Senator Cynthia Villar, chairperson for Food, Agriculture and Agrarian Reform, earlier said the bulk of the proposed budget would be used to support the three major programs of DAR, namely the Agrarian Justice Delivery Program with P897.4 million; Land Tenure Security Program with P3.4 billion; and the Agrarian Reform Beneficiaries Development and Sustainability Program with P1-5 billion.
She said department’s only remaining lands to be distributed are the problematic properties that involve legal issues.
Land titling funded
DAR’s budget for 2021 is around seven percent lower than its current budget for 2020 worth P9.135 billion.
Lawmakers have asked for an additional P5 billion increase in the budget of the agency for the implementation of DAR’s “mega farms” project.

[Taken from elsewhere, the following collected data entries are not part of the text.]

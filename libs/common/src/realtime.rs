//! Row change notifications
//!
//! The platform pushes table changes over a Phoenix channel websocket. A
//! `Subscription` joins `realtime:<table>`, keeps the socket alive with
//! heartbeats and forwards each change as a `ChangeEvent` on an mpsc channel.

use async_trait::async_trait;
use futures_util::{SinkExt, StreamExt};
use mockall::automock;
use serde::{Deserialize, Serialize};
use serde_json::{Value, json};
use std::time::Duration;
use tokio::sync::{mpsc, oneshot};
use tokio::task::JoinHandle;
use tokio_tungstenite::connect_async;
use tokio_tungstenite::tungstenite::Message;
use tracing::{error, info, warn};

use crate::error::{PlatformError, PlatformResult};
use crate::platform::PlatformClient;

/// Interval between keep-alive messages on an open channel
pub const HEARTBEAT_INTERVAL: Duration = Duration::from_secs(25);

const CHANNEL_CAPACITY: usize = 64;

/// Kind of row change
#[derive(Debug, Clone, Copy, PartialEq, Eq, Serialize, Deserialize)]
#[serde(rename_all = "UPPERCASE")]
pub enum ChangeKind {
    Insert,
    Update,
    Delete,
}

/// One row change on a watched table
#[derive(Debug, Clone, PartialEq)]
pub struct ChangeEvent {
    pub table: String,
    pub kind: ChangeKind,
    pub record: Value,
    pub old_record: Value,
}

/// Frame exchanged on the channel socket
#[derive(Debug, Clone, PartialEq, Serialize, Deserialize)]
pub struct ChannelMessage {
    pub topic: String,
    pub event: String,
    pub payload: Value,
    #[serde(rename = "ref", default)]
    pub reference: Option<String>,
}

impl ChannelMessage {
    /// Join the change topic of `table`
    pub fn join(table: &str, access_token: Option<&str>, reference: u64) -> Self {
        let mut payload = json!({
            "config": {
                "broadcast": { "self": false },
                "presence": { "key": "" },
                "postgres_changes": [
                    { "event": "*", "schema": "public", "table": table }
                ]
            }
        });
        if let Some(token) = access_token {
            payload["access_token"] = Value::String(token.to_string());
        }

        Self {
            topic: topic(table),
            event: "phx_join".to_string(),
            payload,
            reference: Some(reference.to_string()),
        }
    }

    pub fn heartbeat(reference: u64) -> Self {
        Self {
            topic: "phoenix".to_string(),
            event: "heartbeat".to_string(),
            payload: json!({}),
            reference: Some(reference.to_string()),
        }
    }

    pub fn leave(table: &str, reference: u64) -> Self {
        Self {
            topic: topic(table),
            event: "phx_leave".to_string(),
            payload: json!({}),
            reference: Some(reference.to_string()),
        }
    }

    /// The row change carried by this frame, if any
    pub fn change(&self) -> Option<ChangeEvent> {
        if self.event != "postgres_changes" {
            return None;
        }

        let data = self.payload.get("data")?;
        let kind: ChangeKind = serde_json::from_value(data.get("type")?.clone()).ok()?;
        let table = data.get("table")?.as_str()?.to_string();

        Some(ChangeEvent {
            table,
            kind,
            record: data.get("record").cloned().unwrap_or(Value::Null),
            old_record: data.get("old_record").cloned().unwrap_or(Value::Null),
        })
    }

    /// Status of a `phx_reply`, e.g. `"ok"` or `"error"`
    pub fn reply_status(&self) -> Option<&str> {
        if self.event != "phx_reply" {
            return None;
        }
        self.payload.get("status")?.as_str()
    }
}

fn topic(table: &str) -> String {
    format!("realtime:{}", table)
}

/// Live subscription to one table's changes
///
/// Dropping it without calling `unsubscribe` still stops the socket task.
pub struct Subscription {
    table: String,
    events: mpsc::Receiver<ChangeEvent>,
    shutdown: Option<oneshot::Sender<()>>,
    task: Option<JoinHandle<()>>,
}

impl Subscription {
    /// Subscription fed by an arbitrary channel, used by in-process feeds
    pub fn from_receiver(table: &str, events: mpsc::Receiver<ChangeEvent>) -> Self {
        Self {
            table: table.to_string(),
            events,
            shutdown: None,
            task: None,
        }
    }

    pub fn table(&self) -> &str {
        &self.table
    }

    /// Next change, or `None` once the channel is closed
    pub async fn recv(&mut self) -> Option<ChangeEvent> {
        self.events.recv().await
    }

    /// Leave the channel and wait for the socket task to finish
    pub async fn unsubscribe(mut self) {
        if let Some(shutdown) = self.shutdown.take() {
            let _ = shutdown.send(());
        }
        if let Some(task) = self.task.take() {
            if let Err(e) = task.await {
                warn!("Realtime task for {} ended abnormally: {}", self.table, e);
            }
        }
        info!("Unsubscribed from {} changes", self.table);
    }
}

impl Drop for Subscription {
    fn drop(&mut self) {
        if let Some(shutdown) = self.shutdown.take() {
            let _ = shutdown.send(());
        }
    }
}

/// Source of table change notifications
#[automock]
#[async_trait]
pub trait ChangeFeed: Send + Sync {
    async fn subscribe(&self, table: &str) -> PlatformResult<Subscription>;
}

/// `ChangeFeed` backed by the platform's websocket endpoint
#[derive(Clone, Debug)]
pub struct RealtimeClient {
    platform: PlatformClient,
}

impl RealtimeClient {
    pub fn new(platform: PlatformClient) -> Self {
        Self { platform }
    }

    /// Websocket URL derived from the project URL
    pub fn socket_url(&self) -> String {
        let base = self.platform.base_url();
        let ws_base = if let Some(rest) = base.strip_prefix("https://") {
            format!("wss://{}", rest)
        } else if let Some(rest) = base.strip_prefix("http://") {
            format!("ws://{}", rest)
        } else {
            base.to_string()
        };

        format!(
            "{}/realtime/v1/websocket?apikey={}&vsn=1.0.0",
            ws_base,
            self.platform.anon_key()
        )
    }
}

#[async_trait]
impl ChangeFeed for RealtimeClient {
    async fn subscribe(&self, table: &str) -> PlatformResult<Subscription> {
        let (mut stream, _) = connect_async(self.socket_url())
            .await
            .map_err(|e| PlatformError::Realtime(format!("Failed to connect: {}", e)))?;

        let access_token = self.platform.access_token();
        let join = ChannelMessage::join(table, access_token.as_deref(), 1);
        stream
            .send(Message::Text(serde_json::to_string(&join)?.into()))
            .await
            .map_err(|e| PlatformError::Realtime(format!("Failed to join {}: {}", table, e)))?;

        info!("Subscribed to {} changes", table);

        let (events_tx, events_rx) = mpsc::channel(CHANNEL_CAPACITY);
        let (shutdown_tx, shutdown_rx) = oneshot::channel();
        let task = tokio::spawn(run_channel(
            stream,
            table.to_string(),
            events_tx,
            shutdown_rx,
        ));

        Ok(Subscription {
            table: table.to_string(),
            events: events_rx,
            shutdown: Some(shutdown_tx),
            task: Some(task),
        })
    }
}

type Socket =
    tokio_tungstenite::WebSocketStream<tokio_tungstenite::MaybeTlsStream<tokio::net::TcpStream>>;

async fn run_channel(
    stream: Socket,
    table: String,
    events: mpsc::Sender<ChangeEvent>,
    mut shutdown: oneshot::Receiver<()>,
) {
    let (mut write, mut read) = stream.split();
    let mut heartbeat = tokio::time::interval(HEARTBEAT_INTERVAL);
    heartbeat.tick().await;
    let mut reference: u64 = 1;

    loop {
        tokio::select! {
            _ = &mut shutdown => {
                reference += 1;
                if let Ok(text) = serde_json::to_string(&ChannelMessage::leave(&table, reference)) {
                    let _ = write.send(Message::Text(text.into())).await;
                }
                let _ = write.close().await;
                break;
            }
            _ = heartbeat.tick() => {
                reference += 1;
                let Ok(text) = serde_json::to_string(&ChannelMessage::heartbeat(reference)) else {
                    continue;
                };
                if let Err(e) = write.send(Message::Text(text.into())).await {
                    error!("Realtime heartbeat for {} failed: {}", table, e);
                    break;
                }
            }
            incoming = read.next() => match incoming {
                Some(Ok(Message::Text(text))) => {
                    let message: ChannelMessage = match serde_json::from_str(&text) {
                        Ok(message) => message,
                        Err(e) => {
                            warn!("Ignoring malformed realtime frame: {}", e);
                            continue;
                        }
                    };

                    if let Some(status) = message.reply_status() {
                        info!("Realtime subscription status for {}: {}", table, status);
                    } else if let Some(change) = message.change() {
                        if events.send(change).await.is_err() {
                            break;
                        }
                    }
                }
                Some(Ok(Message::Close(_))) | None => {
                    warn!("Realtime channel for {} closed", table);
                    break;
                }
                Some(Ok(_)) => {}
                Some(Err(e)) => {
                    error!("Realtime channel for {} failed: {}", table, e);
                    break;
                }
            }
        }
    }
}

#[cfg(test)]
mod tests {
    use super::*;
    use crate::config::PlatformConfig;

    #[test]
    fn test_join_frame() {
        let join = ChannelMessage::join("visits", Some("token"), 1);
        let encoded = serde_json::to_value(&join).unwrap();

        assert_eq!(encoded["topic"], "realtime:visits");
        assert_eq!(encoded["event"], "phx_join");
        assert_eq!(encoded["ref"], "1");
        assert_eq!(encoded["payload"]["access_token"], "token");
        assert_eq!(
            encoded["payload"]["config"]["postgres_changes"][0],
            json!({ "event": "*", "schema": "public", "table": "visits" })
        );
    }

    #[test]
    fn test_heartbeat_and_leave_frames() {
        let heartbeat = serde_json::to_value(ChannelMessage::heartbeat(7)).unwrap();
        assert_eq!(heartbeat["topic"], "phoenix");
        assert_eq!(heartbeat["event"], "heartbeat");

        let leave = ChannelMessage::leave("visits", 8);
        assert_eq!(leave.topic, "realtime:visits");
        assert_eq!(leave.event, "phx_leave");
    }

    #[test]
    fn test_change_is_extracted() {
        let frame = r#"{
            "topic": "realtime:visits",
            "event": "postgres_changes",
            "payload": {
                "ids": [1],
                "data": {
                    "type": "UPDATE",
                    "schema": "public",
                    "table": "visits",
                    "record": {"id": "v1", "status": "approved"},
                    "old_record": {"id": "v1"}
                }
            },
            "ref": null
        }"#;
        let message: ChannelMessage = serde_json::from_str(frame).unwrap();
        let change = message.change().unwrap();

        assert_eq!(change.table, "visits");
        assert_eq!(change.kind, ChangeKind::Update);
        assert_eq!(change.record["status"], "approved");
        assert_eq!(change.old_record["id"], "v1");
    }

    #[test]
    fn test_reply_is_not_a_change() {
        let frame = r#"{"topic":"realtime:visits","event":"phx_reply","payload":{"status":"ok","response":{}},"ref":"1"}"#;
        let message: ChannelMessage = serde_json::from_str(frame).unwrap();

        assert!(message.change().is_none());
        assert_eq!(message.reply_status(), Some("ok"));
    }

    #[test]
    fn test_socket_url() {
        let platform = PlatformClient::new(&PlatformConfig {
            url: "https://project.example.co".to_string(),
            anon_key: "anon".to_string(),
            timeout_secs: 5,
        })
        .unwrap();

        assert_eq!(
            RealtimeClient::new(platform).socket_url(),
            "wss://project.example.co/realtime/v1/websocket?apikey=anon&vsn=1.0.0"
        );
    }

    #[tokio::test]
    async fn test_subscription_from_receiver() {
        let (tx, rx) = mpsc::channel(1);
        let mut subscription = Subscription::from_receiver("visits", rx);
        tx.send(ChangeEvent {
            table: "visits".to_string(),
            kind: ChangeKind::Insert,
            record: json!({"id": "v1"}),
            old_record: Value::Null,
        })
        .await
        .unwrap();
        drop(tx);

        assert_eq!(subscription.table(), "visits");
        assert_eq!(subscription.recv().await.unwrap().kind, ChangeKind::Insert);
        assert!(subscription.recv().await.is_none());
        subscription.unsubscribe().await;
    }
}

Magsasaka Partylist Rep. Argel Cabatbat reiterated his support for this endeavor wherein around 50 hectares of contiguous land will be developed into specialized crops production areas.
The committee on appropriations will have to convene before the increase in budget will be approved.
Castriciones justified the proposed budget saying the bulk of the funds will be used for implementing individual land titling towards land tenure security.
“It is not mandatory that all collective CLOA (certificates of land ownership award) will be subjected to this. We would like to empower farmers so that they can have a title of their own,”
Castriciones said, noting that the land titles will allow farmers to use these as collaterals to apply for loans. Such land titles can also be a source of state revenues via taxes.